Instead of teaching us the periodic table and complicated algebra problems, why can’t we learn how to properly handle money and financial needs, or how credit cards work or how to get a job? The list could go on forever. A study conducted in April of 2013 revealed that more than 25 percent of high schoolers feel like they don’t have basic financial skills needed for adulthood. The study also found that 83 percent of students want personal finance classes to be mandated in school. Since our current education system is lacking, students are left stressed and worried about life after high school. If we were actually taught these things, graduation would be considerably less stressful than it is now.

Stuck in a culture of book-smart lessons, us students are being left behind in learning real life knowledge and missing out on important life skills needed for after graduation.
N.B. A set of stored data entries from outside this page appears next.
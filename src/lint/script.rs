//! Script linting backed by the oxc parser.

use std::sync::LazyLock;

use oxc::allocator::Allocator;
use oxc::parser::{Parser, ParserReturn};
use oxc::span::SourceType;
use regex::Regex;

use super::{LintMessage, Linter};
use crate::utils::offset_to_line_col;

static DEBUGGER: LazyLock<Regex> =
    LazyLock::new(|| Regex::new(r"^\s*debugger\s*;?\s*$").unwrap());
static WITH_STATEMENT: LazyLock<Regex> =
    LazyLock::new(|| Regex::new(r"^\s*with\s*\(").unwrap());

/// Reports syntax errors, `debugger` statements and `with` blocks.
#[derive(Debug, Default, Clone, Copy)]
pub struct ScriptLinter;

impl Linter for ScriptLinter {
    fn lint(&self, source: &str) -> Vec<LintMessage> {
        let mut messages = syntax_errors(source);

        for (idx, line) in source.lines().enumerate() {
            if DEBUGGER.is_match(line) {
                let column = line.len() - line.trim_start().len() + 1;
                messages.push(LintMessage::warning(
                    "no-debugger",
                    (idx + 1, column),
                    "unexpected 'debugger' statement",
                ));
            }
            if WITH_STATEMENT.is_match(line) {
                let column = line.len() - line.trim_start().len() + 1;
                messages.push(LintMessage::error(
                    "no-with",
                    (idx + 1, column),
                    "unexpected use of 'with' statement",
                ));
            }
        }

        messages.sort_by_key(|m| (m.line, m.column));
        messages
    }
}

fn syntax_errors(source: &str) -> Vec<LintMessage> {
    let allocator = Allocator::default();
    // Bundles run as classic scripts, not modules
    let ParserReturn { errors, .. } =
        Parser::new(&allocator, source, SourceType::default().with_module(false)).parse();

    errors
        .iter()
        .map(|error| {
            let position = error
                .labels
                .as_ref()
                .and_then(|labels| labels.first())
                .map(|label| offset_to_line_col(source, label.offset()))
                .unwrap_or((1, 1));
            LintMessage::error("syntax", position, error.message.to_string())
        })
        .collect()
}

#[cfg(test)]
mod tests {
    use super::*;
    use crate::lint::Severity;

    #[test]
    fn test_clean_script() {
        let msgs = ScriptLinter.lint("var a = 1;\nfunction f(b) { return a + b; }\n");
        assert!(msgs.is_empty());
    }

    #[test]
    fn test_syntax_error_position() {
        let msgs = ScriptLinter.lint("var a = 1;\nvar b = ;\n");
        assert_eq!(msgs.len(), 1);
        assert_eq!(msgs[0].rule, "syntax");
        assert_eq!(msgs[0].severity, Severity::Error);
        assert_eq!(msgs[0].line, 2);
    }

    #[test]
    fn test_debugger_warning() {
        let msgs = ScriptLinter.lint("function f() {\n  debugger;\n}\n");
        assert_eq!(msgs.len(), 1);
        assert_eq!(msgs[0].rule, "no-debugger");
        assert_eq!(msgs[0].severity, Severity::Warning);
        assert_eq!((msgs[0].line, msgs[0].column), (2, 3));
    }

    #[test]
    fn test_with_statement() {
        let msgs = ScriptLinter.lint("with (obj) {\n  a = 1;\n}\n");
        assert!(msgs.iter().any(|m| m.rule == "no-with"));
    }
}
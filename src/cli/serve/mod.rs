//! Development mirror with file watching.
//!
//! Serve copies `src/` into `www/` untouched, then keeps the copy in sync:
//!
//! ```text
//! notify → std mpsc → bridge thread → tokio mpsc → Debouncer → apply_change
//! ```
//!
//! The watcher starts before the initial mirror so no change made while
//! copying is lost. The serve marker exists for the whole session.

mod debouncer;


pub use debouncer::ChangeKind;

use std::path::{Component, Path};
use std::time::Duration;

use anyhow::{Context, Result};
use notify::{RecommendedWatcher, RecursiveMode, Watcher};
use tokio::sync::mpsc;

use crate::asset::{PathFilter, PathMapper, collect_all_files, copy_file, copy_resources, reset_dir};
use crate::config::BuildConfig;
use crate::core::{MarkerGuard, is_shutdown, setup_shutdown_handler};
use crate::logger::{status_error, status_success};
use crate::utils::plural_count;
use crate::{debug, log};

use debouncer::{Debouncer, POLL_MS};

/// An active serve session. Dropping it removes the marker.
#[derive(Debug)]
pub struct Session {
    pub mirrored: usize,
    _marker: MarkerGuard,
}

/// Wipe `www/`, mirror all of `src/` into it and write the serve marker.
///
/// A marker left behind by an earlier session does not block startup.
pub async fn start_session(config: &BuildConfig) -> Result<Session> {
    let paths = &config.paths;
    let marker = MarkerGuard::create(paths.marker.clone())?;

    reset_dir(&paths.www).await?;
    let mapper = PathMapper::new(&paths.src, &paths.www);
    let files = collect_all_files(&paths.src)
        .iter()
        .filter_map(|path| mapper.map_path(path))
        .collect();
    let mirrored = copy_resources(files, &PathFilter::All).await?;

    Ok(Session {
        mirrored,
        _marker: marker,
    })
}

/// Mirror the project and watch it until interrupted.
pub async fn serve_project(config: BuildConfig) -> Result<()> {
    let paths = &config.paths;
    let src = paths
        .src
        .canonicalize()
        .with_context(|| format!("source directory {} not found", paths.src.display()))?;

    // Watcher first: changes during the initial mirror are buffered
    let (_watcher, events) = start_watcher(&src)?;

    // Handler before the marker, so an interrupt while mirroring cleans up
    setup_shutdown_handler(paths.marker.clone())?;
    let session = start_session(&config).await?;
    log!(
        "serve";
        "mirrored {} into {}",
        plural_count(session.mirrored, "file"),
        paths.www.display()
    );
    log!("watch"; "watching {}", paths.src.display());

    let mirror = PathMapper::new(src, &paths.www);
    watch_loop(events, &mirror, Debouncer::new()).await;
    Ok(())
}

/// Start a recursive watch on `src`, bridged into a tokio channel.
fn start_watcher(src: &Path) -> Result<(RecommendedWatcher, mpsc::Receiver<notify::Event>)> {
    let (notify_tx, notify_rx) = std::sync::mpsc::channel();
    let mut watcher = notify::recommended_watcher(move |res| {
        let _ = notify_tx.send(res);
    })
    .context("failed to create file watcher")?;
    watcher
        .watch(src, RecursiveMode::Recursive)
        .with_context(|| format!("failed to watch {}", src.display()))?;

    let (async_tx, async_rx) = mpsc::channel::<notify::Event>(64);
    std::thread::spawn(move || {
        while let Ok(result) = notify_rx.recv() {
            match result {
                Ok(event) => {
                    if async_tx.blocking_send(event).is_err() {
                        break; // Receiver dropped
                    }
                }
                Err(e) => log!("watch"; "notify error: {}", e),
            }
        }
    });

    Ok((watcher, async_rx))
}

/// Feed events into the debouncer and mirror what stabilizes.
///
/// The tick is polled first so a steady event stream cannot hold back
/// changes that are already stable.
async fn watch_loop(
    mut events: mpsc::Receiver<notify::Event>,
    mirror: &PathMapper,
    mut debouncer: Debouncer,
) {
    let mut ticker = tokio::time::interval(Duration::from_millis(POLL_MS));
    ticker.set_missed_tick_behavior(tokio::time::MissedTickBehavior::Delay);

    loop {
        tokio::select! {
            biased;
            _ = ticker.tick() => {
                if is_shutdown() {
                    break;
                }
                for (path, kind) in debouncer.poll() {
                    apply_change(mirror, &path, kind).await;
                }
            }
            event = events.recv() => match event {
                Some(event) => debouncer.add_event(&event),
                None => break,
            },
        }
    }
}

/// Mirror one stabilized change, reporting the result on the status line.
async fn apply_change(mirror: &PathMapper, path: &Path, kind: ChangeKind) {
    let Some(mapped) = mirror.map_path(path) else {
        return;
    };
    if is_hidden(&mapped.relative) {
        return;
    }

    match mirror_change(&mapped.origin, &mapped.dest, kind).await {
        Ok(()) => status_success(&format!("{} {}", kind.label(), mapped.relative)),
        Err(e) => status_error(&format!("cannot mirror {}", mapped.relative), &format!("{e:#}")),
    }
}

/// Bring `dest` in line with `origin` after a change of `kind`.
pub async fn mirror_change(origin: &Path, dest: &Path, kind: ChangeKind) -> Result<()> {
    if kind == ChangeKind::Removed || !origin.exists() {
        return remove_mirrored(dest).await;
    }
    if origin.is_dir() {
        return tokio::fs::create_dir_all(dest)
            .await
            .with_context(|| format!("failed to create {}", dest.display()));
    }
    debug!("watch"; "copy {} -> {}", origin.display(), dest.display());
    copy_file(origin, dest).await
}

async fn remove_mirrored(dest: &Path) -> Result<()> {
    let result = if dest.is_dir() {
        tokio::fs::remove_dir_all(dest).await
    } else {
        tokio::fs::remove_file(dest).await
    };
    match result {
        Ok(()) => Ok(()),
        Err(e) if e.kind() == std::io::ErrorKind::NotFound => Ok(()),
        Err(e) => Err(e).with_context(|| format!("failed to remove {}", dest.display())),
    }
}

/// Dotfiles and anything inside a dot-directory are not mirrored.
fn is_hidden(relative: &str) -> bool {
    Path::new(relative).components().any(|c| {
        matches!(c, Component::Normal(part) if part.to_string_lossy().starts_with('.'))
    })
}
Schools are still using the same curriculum taught years ago, and it is not helping. There comes a point where enough is enough, and the subjects taught in school just become useless.

The Carlsbad School District needs to start focusing on teaching their students useful life skills rather than pointless lessons that will be of no help to them in the future. Opening classes that cover topics such as financial needs, housing, work, insurance and more would be greatly beneficial for students as they are heading into adulthood. Instead of forcing students to go through multiple years of math and science classes, schools should expand the curriculum for classes such as government and economics, and classes like child development and home economics.

If schools began teaching their students more common knowledge instead of complicated algebraic problems, students would be much better off on their journey to adulthood.